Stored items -
- Opening Delimiter -
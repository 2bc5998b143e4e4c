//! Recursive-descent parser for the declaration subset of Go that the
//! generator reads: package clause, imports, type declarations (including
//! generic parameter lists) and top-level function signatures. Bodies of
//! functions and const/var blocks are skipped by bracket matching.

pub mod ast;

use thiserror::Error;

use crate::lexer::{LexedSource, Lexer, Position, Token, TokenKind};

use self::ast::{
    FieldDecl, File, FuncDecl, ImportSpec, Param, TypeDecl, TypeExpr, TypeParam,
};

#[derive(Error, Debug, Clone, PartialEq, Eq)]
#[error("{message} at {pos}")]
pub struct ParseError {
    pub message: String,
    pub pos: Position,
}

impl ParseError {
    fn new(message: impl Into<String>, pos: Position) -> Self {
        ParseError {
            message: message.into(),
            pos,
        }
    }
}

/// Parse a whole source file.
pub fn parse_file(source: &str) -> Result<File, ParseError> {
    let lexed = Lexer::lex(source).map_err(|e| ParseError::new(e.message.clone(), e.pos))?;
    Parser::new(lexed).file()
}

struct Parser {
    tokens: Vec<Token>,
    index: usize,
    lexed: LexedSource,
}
- Closing Delimiter -
- Opening Delimiter -
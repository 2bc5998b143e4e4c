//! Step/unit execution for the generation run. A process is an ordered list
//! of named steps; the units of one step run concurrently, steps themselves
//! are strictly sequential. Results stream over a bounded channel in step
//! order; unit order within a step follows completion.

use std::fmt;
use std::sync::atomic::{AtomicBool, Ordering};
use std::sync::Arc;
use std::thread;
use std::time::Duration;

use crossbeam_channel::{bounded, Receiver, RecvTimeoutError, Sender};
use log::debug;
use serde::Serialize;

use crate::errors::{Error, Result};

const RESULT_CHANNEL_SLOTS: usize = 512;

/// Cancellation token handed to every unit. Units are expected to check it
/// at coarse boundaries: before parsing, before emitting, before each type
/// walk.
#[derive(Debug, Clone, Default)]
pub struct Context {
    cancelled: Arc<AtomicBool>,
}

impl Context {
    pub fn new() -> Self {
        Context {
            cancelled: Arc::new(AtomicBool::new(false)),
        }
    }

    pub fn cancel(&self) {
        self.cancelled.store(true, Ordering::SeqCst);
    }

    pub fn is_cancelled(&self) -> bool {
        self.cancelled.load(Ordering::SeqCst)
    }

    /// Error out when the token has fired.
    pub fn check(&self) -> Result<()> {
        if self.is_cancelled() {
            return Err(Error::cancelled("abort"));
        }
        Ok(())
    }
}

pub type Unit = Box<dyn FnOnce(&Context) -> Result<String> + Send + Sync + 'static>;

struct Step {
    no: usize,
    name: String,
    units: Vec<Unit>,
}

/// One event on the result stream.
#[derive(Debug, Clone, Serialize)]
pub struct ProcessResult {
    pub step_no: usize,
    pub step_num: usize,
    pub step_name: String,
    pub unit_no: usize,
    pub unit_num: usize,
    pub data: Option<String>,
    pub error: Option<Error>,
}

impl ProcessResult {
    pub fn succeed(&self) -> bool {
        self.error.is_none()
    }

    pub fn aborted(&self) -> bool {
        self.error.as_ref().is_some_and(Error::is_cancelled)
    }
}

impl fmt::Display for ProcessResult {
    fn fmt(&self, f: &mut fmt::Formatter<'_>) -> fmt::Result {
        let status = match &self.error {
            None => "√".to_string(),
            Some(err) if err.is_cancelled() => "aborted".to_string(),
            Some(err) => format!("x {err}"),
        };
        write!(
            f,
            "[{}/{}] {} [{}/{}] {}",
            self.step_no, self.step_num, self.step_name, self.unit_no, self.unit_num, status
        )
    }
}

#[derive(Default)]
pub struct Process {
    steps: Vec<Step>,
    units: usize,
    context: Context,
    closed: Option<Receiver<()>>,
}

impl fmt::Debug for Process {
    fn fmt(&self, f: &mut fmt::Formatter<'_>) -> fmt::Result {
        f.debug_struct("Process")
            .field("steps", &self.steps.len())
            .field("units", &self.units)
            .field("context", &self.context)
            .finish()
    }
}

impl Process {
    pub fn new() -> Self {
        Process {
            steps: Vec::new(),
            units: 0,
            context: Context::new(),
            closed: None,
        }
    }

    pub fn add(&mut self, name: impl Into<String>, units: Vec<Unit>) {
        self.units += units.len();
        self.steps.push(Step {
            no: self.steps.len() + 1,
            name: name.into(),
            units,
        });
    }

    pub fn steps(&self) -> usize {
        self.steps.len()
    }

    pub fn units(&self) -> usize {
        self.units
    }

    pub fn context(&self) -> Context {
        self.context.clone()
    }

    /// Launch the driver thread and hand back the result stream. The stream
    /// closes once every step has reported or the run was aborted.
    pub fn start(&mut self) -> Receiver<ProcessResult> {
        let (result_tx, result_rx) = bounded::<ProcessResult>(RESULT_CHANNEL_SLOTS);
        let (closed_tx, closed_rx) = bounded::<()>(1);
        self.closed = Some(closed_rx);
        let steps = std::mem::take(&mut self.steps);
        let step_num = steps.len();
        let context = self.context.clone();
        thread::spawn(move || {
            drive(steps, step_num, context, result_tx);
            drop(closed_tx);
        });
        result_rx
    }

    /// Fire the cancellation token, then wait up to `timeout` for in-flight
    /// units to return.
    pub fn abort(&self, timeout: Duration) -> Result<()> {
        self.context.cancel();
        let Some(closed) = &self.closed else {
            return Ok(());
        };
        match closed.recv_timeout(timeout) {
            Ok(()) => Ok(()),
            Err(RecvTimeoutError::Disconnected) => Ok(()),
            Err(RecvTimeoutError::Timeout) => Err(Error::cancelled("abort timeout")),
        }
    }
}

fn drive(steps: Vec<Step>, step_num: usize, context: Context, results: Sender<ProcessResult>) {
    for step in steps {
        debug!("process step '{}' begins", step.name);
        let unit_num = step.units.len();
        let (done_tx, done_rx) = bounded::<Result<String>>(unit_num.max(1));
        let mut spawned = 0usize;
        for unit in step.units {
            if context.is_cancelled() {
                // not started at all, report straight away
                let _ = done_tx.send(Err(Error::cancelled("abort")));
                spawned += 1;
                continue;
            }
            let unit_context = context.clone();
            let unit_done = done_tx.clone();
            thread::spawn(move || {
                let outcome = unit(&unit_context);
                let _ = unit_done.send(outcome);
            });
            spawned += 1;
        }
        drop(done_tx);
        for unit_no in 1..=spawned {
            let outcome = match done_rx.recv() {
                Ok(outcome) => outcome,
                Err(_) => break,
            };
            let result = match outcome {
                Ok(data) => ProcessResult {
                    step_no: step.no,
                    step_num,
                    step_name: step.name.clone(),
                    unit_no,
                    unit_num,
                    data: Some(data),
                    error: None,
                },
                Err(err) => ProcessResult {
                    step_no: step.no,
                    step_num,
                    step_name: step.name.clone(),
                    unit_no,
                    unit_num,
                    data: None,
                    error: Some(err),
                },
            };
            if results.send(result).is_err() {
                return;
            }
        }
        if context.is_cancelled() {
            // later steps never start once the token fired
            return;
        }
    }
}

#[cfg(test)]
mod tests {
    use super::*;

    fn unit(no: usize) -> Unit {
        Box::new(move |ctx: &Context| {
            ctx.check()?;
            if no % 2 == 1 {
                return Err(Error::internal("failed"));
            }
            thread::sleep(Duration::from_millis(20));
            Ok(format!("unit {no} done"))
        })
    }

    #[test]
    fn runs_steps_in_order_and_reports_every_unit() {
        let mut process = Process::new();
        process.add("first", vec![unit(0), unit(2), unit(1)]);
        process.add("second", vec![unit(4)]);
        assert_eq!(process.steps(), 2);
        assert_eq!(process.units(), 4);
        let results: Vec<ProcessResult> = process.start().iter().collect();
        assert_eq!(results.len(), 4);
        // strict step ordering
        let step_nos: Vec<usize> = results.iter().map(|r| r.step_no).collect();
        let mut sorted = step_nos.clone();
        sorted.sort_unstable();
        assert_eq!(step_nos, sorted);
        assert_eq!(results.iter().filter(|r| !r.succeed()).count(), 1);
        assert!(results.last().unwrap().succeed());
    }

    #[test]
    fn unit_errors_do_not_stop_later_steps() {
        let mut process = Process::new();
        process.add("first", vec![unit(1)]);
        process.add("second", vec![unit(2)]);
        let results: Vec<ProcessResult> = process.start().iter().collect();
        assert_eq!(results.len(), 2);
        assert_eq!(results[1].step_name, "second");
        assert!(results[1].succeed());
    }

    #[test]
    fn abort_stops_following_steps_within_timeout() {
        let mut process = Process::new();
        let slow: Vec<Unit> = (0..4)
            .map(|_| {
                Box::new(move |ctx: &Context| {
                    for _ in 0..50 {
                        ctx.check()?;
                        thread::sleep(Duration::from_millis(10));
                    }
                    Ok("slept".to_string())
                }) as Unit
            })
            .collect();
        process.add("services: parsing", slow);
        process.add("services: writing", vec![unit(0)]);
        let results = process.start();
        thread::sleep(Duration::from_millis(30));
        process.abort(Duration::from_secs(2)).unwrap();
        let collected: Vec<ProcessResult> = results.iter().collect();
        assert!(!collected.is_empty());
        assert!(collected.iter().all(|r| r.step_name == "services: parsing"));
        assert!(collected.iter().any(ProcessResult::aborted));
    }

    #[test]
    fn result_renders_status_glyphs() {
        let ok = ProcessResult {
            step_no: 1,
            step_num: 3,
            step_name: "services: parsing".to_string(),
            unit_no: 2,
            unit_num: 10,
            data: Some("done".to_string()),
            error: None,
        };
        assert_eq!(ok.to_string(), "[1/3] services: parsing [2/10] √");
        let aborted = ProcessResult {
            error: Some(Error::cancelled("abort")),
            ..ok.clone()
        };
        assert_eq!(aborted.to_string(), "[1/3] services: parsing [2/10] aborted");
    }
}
- Closing Delimiter -
YOUR OBJECTIVE - Return all lines in the entries above that carry the word "sorted".

SOLUTION TO THE PROBLEM -
        let mut sorted = step_nos.clone();
        sorted.sort_unstable();
        assert_eq!(step_nos, sorted);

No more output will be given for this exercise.